Tonight, Ford had the last word, hitting a long home run into the left field bleachers in the fourth inning to provide the only run the Angels needed to defeat the Orioles, 2-0, and end Baltimore's eight-game winning streak.

"The first thing I said to him when I got up was that was a rotten thing to do to me," Ford said of his first-inning conversation with Dempsey.

"He just said the word was around that I was doing something illegal, which is garbage. Then, when I hit the digger (home run), I just dropped the bat right on home plate so he could see it. That wasn't any cork, that was me."

The Angels had several other outstanding performances tonight in handing the Orioles their first shutout since Aug. 29, 1980, and leaving Jim Palmer (2-2) with the loss, despite nine competent and tough innings that drew him a standing ovation from the crowd of 18,599.

Doug Rau, the old Dodger who missed last season with a shoulder injury and was called upon only 10 days ago from the Class A California League, pitched five strong innings and won his first major league game in just over two years.
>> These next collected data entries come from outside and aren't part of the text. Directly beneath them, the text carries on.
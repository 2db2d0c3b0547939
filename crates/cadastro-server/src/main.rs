//! Cadastro Server - Main entry point

use anyhow::{Context, Result};
use cadastro_common::logging::{init_logging, LogConfig};
use clap::{Parser, Subcommand};
use std::future::Future;
use std::process::ExitCode;
use std::sync::Arc;
use tokio::signal;
use tokio_util::sync::CancellationToken;
use tracing::{error, info, warn};

use cadastro_server::{
    api::{self, AppState},
    config::Config,
    ingest::{IngestOrchestrator, Scheduler},
    publisher::{KafkaBroker, Publisher},
    storage::Storage,
};

#[derive(Parser, Debug)]
#[command(name = "cadastro-server", version, about = "CSV to Kafka ingestion service")]
struct Cli {
    #[command(subcommand)]
    command: Option<Command>,
}

#[derive(Subcommand, Debug)]
enum Command {
    /// Run the periodic ingestion and the HTTP API (default)
    Serve,
    /// Run a single discovery pass and exit
    RunOnce,
    /// Process one object and exit
    Process {
        /// Object key of the file to process
        key: String,
    },
}

#[tokio::main]
async fn main() -> ExitCode {
    let cli = Cli::parse();

    let log_config = LogConfig::builder()
        .log_file_prefix("cadastro-server")
        .filter_directives("cadastro_server=debug,tower_http=debug,rdkafka=info,aws_smithy_runtime=info")
        .build();

    let log_config = match LogConfig::from_env_or(log_config) {
        Ok(config) => config,
        Err(e) => {
            eprintln!("Error: invalid logging configuration: {:#}", e);
            return ExitCode::FAILURE;
        },
    };

    let _log_guard = match init_logging(&log_config) {
        Ok(guard) => guard,
        Err(e) => {
            eprintln!("Error: failed to initialize logging: {:#}", e);
            return ExitCode::FAILURE;
        },
    };

    match run(cli.command.unwrap_or(Command::Serve)).await {
        Ok(true) => ExitCode::SUCCESS,
        Ok(false) => ExitCode::FAILURE,
        Err(e) => {
            error!("Startup failed: {:#}", e);
            eprintln!("Error: {:#}", e);
            ExitCode::FAILURE
        },
    }
}

/// Run `command`, returning whether every processed file succeeded
async fn run(command: Command) -> Result<bool> {
    info!("Starting cadastro server");

    let config = Config::load().context("Failed to load configuration")?;
    info!(
        bucket = %config.storage.bucket,
        topic = %config.kafka.topic,
        suffix = %config.ingest.file_suffix,
        "Configuration loaded"
    );

    let storage = Storage::new(config.storage.clone())
        .await
        .context("Failed to initialize storage")?;
    let broker = Arc::new(KafkaBroker::new(&config.kafka).context("Failed to create Kafka producer")?);
    let publisher = Publisher::new(
        broker,
        config.kafka.topic.clone(),
        config.ingest.send_timeout(),
    );

    let shutdown = CancellationToken::new();
    let orchestrator = Arc::new(IngestOrchestrator::new(
        Arc::new(storage),
        publisher.clone(),
        config.ingest.clone(),
        shutdown.clone(),
    ));

    let clean = match command {
        Command::Serve => {
            serve(&config, orchestrator, shutdown).await?;
            true
        },
        Command::RunOnce => {
            let summary = orchestrator.run_pass().await;
            summary.is_clean()
        },
        Command::Process { key } => orchestrator.process_file(&key).await.is_success(),
    };

    if let Err(e) = publisher.flush(config.server.shutdown_timeout()).await {
        warn!(error = %e, "Producer flush did not complete");
    }

    info!("Cadastro server stopped");
    Ok(clean)
}

async fn serve(
    config: &Config,
    orchestrator: Arc<IngestOrchestrator>,
    shutdown: CancellationToken,
) -> Result<()> {
    let scheduler_handle = if config.ingest.enabled {
        let scheduler =
            Scheduler::new(orchestrator.clone(), config.ingest.interval(), shutdown.clone());
        Some(scheduler.start())
    } else {
        info!("Periodic ingestion is disabled (INGEST_ENABLED=false)");
        None
    };

    let app = api::router(AppState {
        orchestrator,
        service_name: config.server.service_name.clone(),
    });

    let addr = config.server.socket_addr()?;
    let listener = tokio::net::TcpListener::bind(addr)
        .await
        .with_context(|| format!("Failed to bind {}", addr))?;
    info!("Server listening on {}", addr);

    let signal_token = shutdown.clone();
    axum::serve(listener, app)
        .with_graceful_shutdown(async move {
            shutdown_signal().await;
            signal_token.cancel();
        })
        .await?;

    // the server only returns early on error; make sure the scheduler stops too
    shutdown.cancel();

    if let Some(handle) = scheduler_handle {
        match tokio::time::timeout(config.server.shutdown_timeout(), handle).await {
            Ok(Ok(())) => {},
            Ok(Err(e)) => error!("Scheduler task failed: {}", e),
            Err(_) => warn!(
                "Scheduler did not stop within {} seconds",
                config.server.shutdown_timeout_secs
            ),
        }
    }

    info!("Server shut down gracefully");
    Ok(())
}

/// Resolve on Ctrl+C or SIGTERM
async fn shutdown_signal() {
    let ctrl_c = until_signal("Ctrl+C", signal::ctrl_c());

    #[cfg(unix)]
    let terminate = until_signal("SIGTERM", async {
        signal::unix::signal(signal::unix::SignalKind::terminate())?
            .recv()
            .await;
        Ok::<(), std::io::Error>(())
    });

    #[cfg(not(unix))]
    let terminate = std::future::pending::<()>();

    tokio::select! {
        _ = ctrl_c => {
            info!("Received Ctrl+C, starting graceful shutdown");
        },
        _ = terminate => {
            info!("Received terminate signal, starting graceful shutdown");
        },
    }
}

/// Resolve once the signal arrives, or never if its handler could not be installed
async fn until_signal(name: &str, installed: impl Future<Output = std::io::Result<()>>) {
    if let Err(e) = installed.await {
        error!("Failed to install {} handler: {}", name, e);
        std::future::pending::<()>().await;
    }
}
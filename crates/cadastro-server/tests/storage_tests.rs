//! S3 gateway tests
//!
//! Run [`Storage`] against a `wiremock` server speaking just enough of the S3
//! REST API (path-style addressing) to cover listing, reads and error mapping.

use cadastro_common::IngestError;
use cadastro_server::storage::{config::StorageConfig, ObjectStore, Storage};
use wiremock::{
    matchers::{method, path, query_param, query_param_is_missing},
    Mock, MockServer, ResponseTemplate,
};

const BUCKET: &str = "cadastro";

async fn storage(server: &MockServer) -> Storage {
    let config = StorageConfig {
        endpoint: Some(server.uri()),
        region: "us-east-1".to_string(),
        bucket: BUCKET.to_string(),
        prefix: None,
        access_key: Some("test-access".to_string()),
        secret_key: Some("test-secret".to_string()),
        path_style: true,
    };
    Storage::new(config).await.unwrap()
}

fn list_response(keys: &[&str], next_token: Option<&str>) -> ResponseTemplate {
    let contents: String = keys
        .iter()
        .map(|key| {
            format!(
                "<Contents><Key>{}</Key><LastModified>2024-01-01T00:00:00.000Z</LastModified>\
                 <ETag>&quot;d41d8cd98f00b204e9800998ecf8427e&quot;</ETag><Size>32</Size>\
                 <StorageClass>STANDARD</StorageClass></Contents>",
                key
            )
        })
        .collect();

    let truncation = match next_token {
        Some(token) => format!(
            "<IsTruncated>true</IsTruncated><NextContinuationToken>{}</NextContinuationToken>",
            token
        ),
        None => "<IsTruncated>false</IsTruncated>".to_string(),
    };

    let body = format!(
        "<?xml version=\"1.0\" encoding=\"UTF-8\"?>\
         <ListBucketResult xmlns=\"http://s3.amazonaws.com/doc/2006-03-01/\">\
         <Name>{}</Name><Prefix></Prefix><KeyCount>{}</KeyCount><MaxKeys>1000</MaxKeys>{}{}\
         </ListBucketResult>",
        BUCKET,
        keys.len(),
        truncation,
        contents
    );

    ResponseTemplate::new(200)
        .insert_header("content-type", "application/xml")
        .set_body_string(body)
}

fn error_response(status: u16, code: &str, message: &str) -> ResponseTemplate {
    ResponseTemplate::new(status)
        .insert_header("content-type", "application/xml")
        .set_body_string(format!(
            "<?xml version=\"1.0\" encoding=\"UTF-8\"?>\
             <Error><Code>{}</Code><Message>{}</Message><RequestId>test</RequestId></Error>",
            code, message
        ))
}

// ============================================================================
// Listing
// ============================================================================

#[tokio::test]
async fn test_list_objects() {
    let server = MockServer::start().await;
    Mock::given(method("GET"))
        .and(path(format!("/{}", BUCKET)))
        .and(query_param("list-type", "2"))
        .respond_with(list_response(&["a_pessoas.csv", "readme.txt"], None))
        .mount(&server)
        .await;

    let keys = storage(&server).await.list_objects().await.unwrap();

    assert_eq!(keys, vec!["a_pessoas.csv", "readme.txt"]);
}

#[tokio::test]
async fn test_list_objects_follows_continuation_tokens() {
    let server = MockServer::start().await;
    Mock::given(method("GET"))
        .and(path(format!("/{}", BUCKET)))
        .and(query_param("continuation-token", "page-2"))
        .respond_with(list_response(&["c_pessoas.csv"], None))
        .expect(1)
        .mount(&server)
        .await;
    Mock::given(method("GET"))
        .and(path(format!("/{}", BUCKET)))
        .and(query_param_is_missing("continuation-token"))
        .respond_with(list_response(&["a_pessoas.csv", "b_pessoas.csv"], Some("page-2")))
        .expect(1)
        .mount(&server)
        .await;

    let keys = storage(&server).await.list_objects().await.unwrap();

    assert_eq!(keys, vec!["a_pessoas.csv", "b_pessoas.csv", "c_pessoas.csv"]);
}

#[tokio::test]
async fn test_list_objects_access_denied_is_unavailable() {
    let server = MockServer::start().await;
    Mock::given(method("GET"))
        .and(path(format!("/{}", BUCKET)))
        .respond_with(error_response(403, "AccessDenied", "Access Denied"))
        .mount(&server)
        .await;

    let err = storage(&server).await.list_objects().await.unwrap_err();

    assert!(matches!(err, IngestError::StoreUnavailable(_)), "got {:?}", err);
}

#[tokio::test]
async fn test_list_objects_throttled_is_not_retried() {
    let server = MockServer::start().await;
    Mock::given(method("GET"))
        .and(path(format!("/{}", BUCKET)))
        .respond_with(error_response(503, "SlowDown", "Please reduce your request rate."))
        .expect(1)
        .mount(&server)
        .await;

    let err = storage(&server).await.list_objects().await.unwrap_err();

    assert!(matches!(err, IngestError::StoreUnavailable(_)), "got {:?}", err);
    assert_eq!(server.received_requests().await.unwrap().len(), 1);
}

// ============================================================================
// Reads
// ============================================================================

#[tokio::test]
async fn test_read_object() {
    let server = MockServer::start().await;
    Mock::given(method("GET"))
        .and(path(format!("/{}/cad/pessoas.csv", BUCKET)))
        .respond_with(
            ResponseTemplate::new(200)
                .insert_header("content-type", "text/csv")
                .set_body_string("nome,idade,cidade\nAna,30,São Paulo\n"),
        )
        .mount(&server)
        .await;

    let content = storage(&server).await.read_object("cad/pessoas.csv").await.unwrap();

    assert_eq!(content, "nome,idade,cidade\nAna,30,São Paulo\n");
}

#[tokio::test]
async fn test_read_missing_object() {
    let server = MockServer::start().await;
    Mock::given(method("GET"))
        .and(path(format!("/{}/missing.csv", BUCKET)))
        .respond_with(error_response(404, "NoSuchKey", "The specified key does not exist."))
        .mount(&server)
        .await;

    let err = storage(&server).await.read_object("missing.csv").await.unwrap_err();

    match err {
        IngestError::ObjectNotFound(location) => {
            assert_eq!(location, "s3://cadastro/missing.csv");
        },
        other => panic!("expected ObjectNotFound, got {:?}", other),
    }
}

#[tokio::test]
async fn test_read_invalid_utf8_is_malformed() {
    let server = MockServer::start().await;
    Mock::given(method("GET"))
        .and(path(format!("/{}/latin1.csv", BUCKET)))
        .respond_with(ResponseTemplate::new(200).set_body_bytes(vec![0x6e, 0x6f, 0x6d, 0xe9, 0xff]))
        .mount(&server)
        .await;

    let err = storage(&server).await.read_object("latin1.csv").await.unwrap_err();

    assert!(matches!(err, IngestError::MalformedInput(_)), "got {:?}", err);
}

#[tokio::test]
async fn test_read_throttled_is_one_request() {
    let server = MockServer::start().await;
    Mock::given(method("GET"))
        .and(path(format!("/{}/x.csv", BUCKET)))
        .respond_with(error_response(503, "SlowDown", "Please reduce your request rate."))
        .expect(1)
        .mount(&server)
        .await;

    let err = storage(&server).await.read_object("x.csv").await.unwrap_err();

    assert!(matches!(err, IngestError::StoreUnavailable(_)), "got {:?}", err);
    assert_eq!(server.received_requests().await.unwrap().len(), 1);
}
//! Logging configuration and initialization
//!
//! Every binary in the workspace sets up `tracing` through [`init_logging`].
//! Output can go to the console, to a daily rolling file, or both, in text or
//! JSON. Settings come from a [`LogConfig`], usually built with
//! [`LogConfig::builder`] and then overridden from `LOG_*` environment
//! variables with [`LogConfig::from_env_or`].
//!
//! Use the structured macros with fields rather than formatting values into
//! the message:
//!
//! ```rust
//! use tracing::{info, warn};
//!
//! let file_id = "cad/pessoas.csv";
//! info!(file_id, records = 2, "File processed");
//! warn!(row = 3, reason = "invalid age", "Row rejected");
//! ```

use anyhow::{Context, Result};
use serde::{Deserialize, Serialize};
use std::path::PathBuf;
use tracing::Level;
use tracing_appender::non_blocking::WorkerGuard;
use tracing_subscriber::{
    fmt::{self, format::FmtSpan, MakeWriter},
    layer::SubscriberExt,
    util::SubscriberInitExt,
    EnvFilter, Layer, Registry,
};

/// Log level for filtering messages
#[derive(Debug, Clone, Copy, PartialEq, Eq, Serialize, Deserialize, Default)]
#[serde(rename_all = "lowercase")]
pub enum LogLevel {
    Trace,
    Debug,
    #[default]
    Info,
    Warn,
    Error,
}

impl LogLevel {
    pub fn to_tracing_level(self) -> Level {
        match self {
            LogLevel::Trace => Level::TRACE,
            LogLevel::Debug => Level::DEBUG,
            LogLevel::Info => Level::INFO,
            LogLevel::Warn => Level::WARN,
            LogLevel::Error => Level::ERROR,
        }
    }
}

impl std::str::FromStr for LogLevel {
    type Err = anyhow::Error;

    fn from_str(s: &str) -> std::result::Result<Self, Self::Err> {
        match s.to_lowercase().as_str() {
            "trace" => Ok(LogLevel::Trace),
            "debug" => Ok(LogLevel::Debug),
            "info" => Ok(LogLevel::Info),
            "warn" | "warning" => Ok(LogLevel::Warn),
            "error" => Ok(LogLevel::Error),
            _ => Err(anyhow::anyhow!("Invalid log level: {}", s)),
        }
    }
}

/// Where log lines are written
#[derive(Debug, Clone, Copy, PartialEq, Eq, Serialize, Deserialize, Default)]
#[serde(rename_all = "lowercase")]
pub enum LogOutput {
    #[default]
    Console,
    File,
    Both,
}

impl LogOutput {
    fn to_console(self) -> bool {
        matches!(self, LogOutput::Console | LogOutput::Both)
    }

    fn to_file(self) -> bool {
        matches!(self, LogOutput::File | LogOutput::Both)
    }
}

impl std::str::FromStr for LogOutput {
    type Err = anyhow::Error;

    fn from_str(s: &str) -> std::result::Result<Self, Self::Err> {
        match s.to_lowercase().as_str() {
            "console" | "stdout" => Ok(LogOutput::Console),
            "file" => Ok(LogOutput::File),
            "both" | "all" => Ok(LogOutput::Both),
            _ => Err(anyhow::anyhow!("Invalid log output: {}", s)),
        }
    }
}

/// Line format
#[derive(Debug, Clone, Copy, PartialEq, Eq, Serialize, Deserialize, Default)]
#[serde(rename_all = "lowercase")]
pub enum LogFormat {
    #[default]
    Text,
    Json,
}

impl std::str::FromStr for LogFormat {
    type Err = anyhow::Error;

    fn from_str(s: &str) -> std::result::Result<Self, Self::Err> {
        match s.to_lowercase().as_str() {
            "text" | "pretty" => Ok(LogFormat::Text),
            "json" => Ok(LogFormat::Json),
            _ => Err(anyhow::anyhow!("Invalid log format: {}", s)),
        }
    }
}

/// Logging configuration
#[derive(Debug, Clone, Serialize, Deserialize)]
pub struct LogConfig {
    pub level: LogLevel,
    pub output: LogOutput,
    pub format: LogFormat,
    /// Directory for log files, only used when output includes a file
    pub log_dir: PathBuf,
    /// File name prefix, e.g. "cadastro-server" -> "cadastro-server.2026-01-18"
    pub log_file_prefix: String,
    /// Extra filter directives, e.g. "rdkafka=warn,aws_smithy_runtime=info"
    pub filter_directives: Option<String>,
    pub include_location: bool,
    pub include_thread_ids: bool,
    pub include_targets: bool,
}

impl Default for LogConfig {
    fn default() -> Self {
        Self {
            level: LogLevel::Info,
            output: LogOutput::Console,
            format: LogFormat::Text,
            log_dir: PathBuf::from("./logs"),
            log_file_prefix: "cadastro".to_string(),
            filter_directives: None,
            include_location: false,
            include_thread_ids: false,
            include_targets: true,
        }
    }
}

impl LogConfig {
    pub fn builder() -> LogConfigBuilder {
        LogConfigBuilder::default()
    }

    /// Apply `LOG_*` environment variables on top of `base`
    ///
    /// - `LOG_LEVEL`: trace, debug, info, warn, error
    /// - `LOG_OUTPUT`: console, file, both
    /// - `LOG_FORMAT`: text, json
    /// - `LOG_DIR`, `LOG_FILE_PREFIX`, `LOG_FILTER`
    /// - `LOG_INCLUDE_LOCATION`, `LOG_INCLUDE_THREAD_IDS`, `LOG_INCLUDE_TARGETS`: true/false
    pub fn from_env_or(base: LogConfig) -> Result<Self> {
        let mut config = base;

        if let Ok(level) = std::env::var("LOG_LEVEL") {
            config.level = level.parse()?;
        }
        if let Ok(output) = std::env::var("LOG_OUTPUT") {
            config.output = output.parse()?;
        }
        if let Ok(format) = std::env::var("LOG_FORMAT") {
            config.format = format.parse()?;
        }
        if let Ok(dir) = std::env::var("LOG_DIR") {
            config.log_dir = PathBuf::from(dir);
        }
        if let Ok(prefix) = std::env::var("LOG_FILE_PREFIX") {
            config.log_file_prefix = prefix;
        }
        if let Ok(filter) = std::env::var("LOG_FILTER") {
            config.filter_directives = Some(filter);
        }
        if let Ok(val) = std::env::var("LOG_INCLUDE_LOCATION") {
            config.include_location = val.parse().unwrap_or(config.include_location);
        }
        if let Ok(val) = std::env::var("LOG_INCLUDE_THREAD_IDS") {
            config.include_thread_ids = val.parse().unwrap_or(config.include_thread_ids);
        }
        if let Ok(val) = std::env::var("LOG_INCLUDE_TARGETS") {
            config.include_targets = val.parse().unwrap_or(config.include_targets);
        }

        Ok(config)
    }

    fn env_filter(&self) -> Result<EnvFilter> {
        let mut filter =
            EnvFilter::from_default_env().add_directive(self.level.to_tracing_level().into());

        if let Some(ref directives) = self.filter_directives {
            for directive in directives.split(',').filter(|d| !d.trim().is_empty()) {
                filter = filter.add_directive(
                    directive
                        .trim()
                        .parse()
                        .with_context(|| format!("Failed to parse filter directive '{}'", directive))?,
                );
            }
        }

        Ok(filter)
    }
}

/// Builder for LogConfig
#[derive(Default)]
pub struct LogConfigBuilder {
    config: LogConfig,
}

impl LogConfigBuilder {
    pub fn level(mut self, level: LogLevel) -> Self {
        self.config.level = level;
        self
    }

    pub fn output(mut self, output: LogOutput) -> Self {
        self.config.output = output;
        self
    }

    pub fn format(mut self, format: LogFormat) -> Self {
        self.config.format = format;
        self
    }

    pub fn log_dir(mut self, dir: impl Into<PathBuf>) -> Self {
        self.config.log_dir = dir.into();
        self
    }

    pub fn log_file_prefix(mut self, prefix: impl Into<String>) -> Self {
        self.config.log_file_prefix = prefix.into();
        self
    }

    pub fn filter_directives(mut self, filter: impl Into<String>) -> Self {
        self.config.filter_directives = Some(filter.into());
        self
    }

    pub fn include_location(mut self, include: bool) -> Self {
        self.config.include_location = include;
        self
    }

    pub fn build(self) -> LogConfig {
        self.config
    }
}

/// Install the global tracing subscriber
///
/// Call once at startup. When file output is enabled the returned guard owns
/// the background writer and must be kept alive until the process exits, or
/// buffered lines are lost.
pub fn init_logging(config: &LogConfig) -> Result<Option<WorkerGuard>> {
    let mut layers: Vec<Box<dyn Layer<Registry> + Send + Sync>> = Vec::new();
    let mut guard = None;

    if config.output.to_console() {
        layers.push(fmt_layer(config, std::io::stdout, true));
    }

    if config.output.to_file() {
        std::fs::create_dir_all(&config.log_dir).context("Failed to create log directory")?;
        let appender = tracing_appender::rolling::daily(&config.log_dir, &config.log_file_prefix);
        let (writer, file_guard) = tracing_appender::non_blocking(appender);
        layers.push(fmt_layer(config, writer, false));
        guard = Some(file_guard);
    }

    tracing_subscriber::registry()
        .with(layers)
        .with(config.env_filter()?)
        .try_init()
        .context("Failed to install tracing subscriber")?;

    Ok(guard)
}

fn fmt_layer<W>(config: &LogConfig, writer: W, ansi: bool) -> Box<dyn Layer<Registry> + Send + Sync>
where
    W: for<'w> MakeWriter<'w> + Send + Sync + 'static,
{
    let layer = fmt::layer()
        .with_writer(writer)
        .with_ansi(ansi)
        .with_target(config.include_targets)
        .with_thread_ids(config.include_thread_ids)
        .with_file(config.include_location)
        .with_line_number(config.include_location)
        .with_span_events(FmtSpan::CLOSE);

    match config.format {
        LogFormat::Text => layer.boxed(),
        LogFormat::Json => layer.json().boxed(),
    }
}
Reliever Don Aase came on in the sixth and gave up only two hits the rest of the way. He struck out Al Bumbry in the eighth with Dempsey on third to end the only Oriole late-inning threat.

Still, most of the Orioles and everyone else in the stadium agreed that the most critical play of the night came in the bottom of the fourth, courtesy of Angel center fielder Fred Lynn.

Rich Dauer opened the inning with a single to center and, after Ken Singleton struck out, Eddie Murray sent a sharp line drive heading toward the gap between center and right. Lynn made a diving stab to keep the ball from going to the fence, then got off his knees to throw Murray out at second base.

Palmer made a number of outstanding throws himself tonight, including a tantalizing curve ball that struck out Rod Carew with the bases loaded in the seventh, when the Angels added an insurance run. Carew went lunging for a pitch that was in the dirt for the final out.

But Palmer, who went the distance for only the second time this season, was not pleased.

"Just another complete-game loss," he said. "Now I'll have to hear how I'm too old to pitch and how I should retire."

The biggest chump of all tonight, however, may well have been Dempsey, who not only helped anger Dan Ford, but also had a lovely little public shouting match with Manager Earl Weaver before the game.

Weaver was angry with Dempsey for arriving late for the nightly pregame meeting between pitcher, manager and catcher to discuss the opposition. Weaver said something to him. Dempsey picked up a bat and rattled the dugout when he threw it.

The two went nose to nose, as if Weaver thought Dempsey was one of those dastardly umpires, and they said some very naughty things to each other before both retreated to the dugout.

"It was nothing," Dempsey said afterward. But tonight, Dan Ford got in the real last word.